We set the code chunks above to eval=FALSE so that when you knit this document, you will not access the API each time you knit. Also, this is an important step because the data you collect with the API can be very different every time. Finally, it takes a few minutes to download new tweets, so we don’t want to wait each time we knit.

Note: You may have to deal columns that contained e.g.  lists because they are not compatible for export.

Problem 4

Keeping in mind the original goal,

The goal of this homework is to download Twitter data in preparation for being able to identify tweets as “pro” or “anti” vaccination (e.g. identify Twitter users and tweets that are “anti-vaccination.”). Tweets often have an associated location, thus this would allow researchers to locate communities where anti-vaccination sentiment is growing. This could help healthcare professionals identify communities that are at higher risk of infectious diseases.
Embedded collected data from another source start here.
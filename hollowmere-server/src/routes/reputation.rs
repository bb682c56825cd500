use axum::extract::{Path, Query, State};
use axum::http::HeaderMap;
use axum::routing::get;
use axum::{Json, Router};
use serde::{Deserialize, Serialize};
use uuid::Uuid;

use hollowmere_npc::DispositionTier;

use crate::error::{bad_request, ApiError};
use crate::extract::resolve_session_id;
use crate::state::AppState;

pub fn router() -> Router<AppState> {
    Router::new()
        .route("/api/reputation", get(list))
        .route("/api/reputation/{npc_id}", get(one))
}

#[derive(Deserialize)]
struct SessionIdQuery {
    session_id: Option<Uuid>,
}

#[derive(Serialize)]
struct ReputationEntry {
    npc_id: String,
    name: String,
    disposition: i32,
    tier: DispositionTier,
}

async fn list(
    State(state): State<AppState>,
    headers: HeaderMap,
    Query(query): Query<SessionIdQuery>,
) -> Result<Json<Vec<ReputationEntry>>, ApiError> {
    let session_id = resolve_session_id(&headers, query.session_id)?;
    let entry = state.session(session_id)?;
    let session = entry.lock().await;

    let mut entries = Vec::new();
    for npc in session.scenario.npcs.values() {
        let Ok(disposition) = session.npcs.disposition(&npc.id) else { continue };
        let Ok(tier) = session.npcs.tier(&npc.id) else { continue };
        entries.push(ReputationEntry {
            npc_id: npc.id.clone(),
            name: npc.name.clone(),
            disposition: disposition.value(),
            tier,
        });
    }
    entries.sort_by(|a, b| a.npc_id.cmp(&b.npc_id));
    Ok(Json(entries))
}

async fn one(
    State(state): State<AppState>,
    headers: HeaderMap,
    Query(query): Query<SessionIdQuery>,
    Path(npc_id): Path<String>,
) -> Result<Json<ReputationEntry>, ApiError> {
    let session_id = resolve_session_id(&headers, query.session_id)?;
    let entry = state.session(session_id)?;
    let session = entry.lock().await;

    let npc = session
        .scenario
        .npcs
        .get(&npc_id)
        .ok_or_else(|| bad_request(format!("unknown npc: {npc_id}")))?;
    let disposition = session.npcs.disposition(&npc_id)?;
    let tier = session.npcs.tier(&npc_id)?;
    Ok(Json(ReputationEntry {
        npc_id: npc_id.clone(),
        name: npc.name.clone(),
        disposition: disposition.value(),
        tier,
    }))
}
and using the dataset that you have now created, create a data analysis plan. Describe in great detail what you will need to do in terms of data tidying, wrangling, exploratory data analysis, data visualization and any modeling / analyses that you would like to complete to accomplish the goal above. Explore the data a bit (e.g. plots or other forms of exploratory data analyses) to help you understand what format the data are currently in and how to get it to the format you will need to complete your data analysis plan. Clearly state who your target audience is and think carefully about what audience you have in mind as you build your data analysis plan.

Note: As you formulate and write up your data analysis plan, you might realize that you need to go back to Problem 2 to add any other additional information that you need to complete your data analysis. Iterate until you are happy with both the data you gathered and your data analysis plan.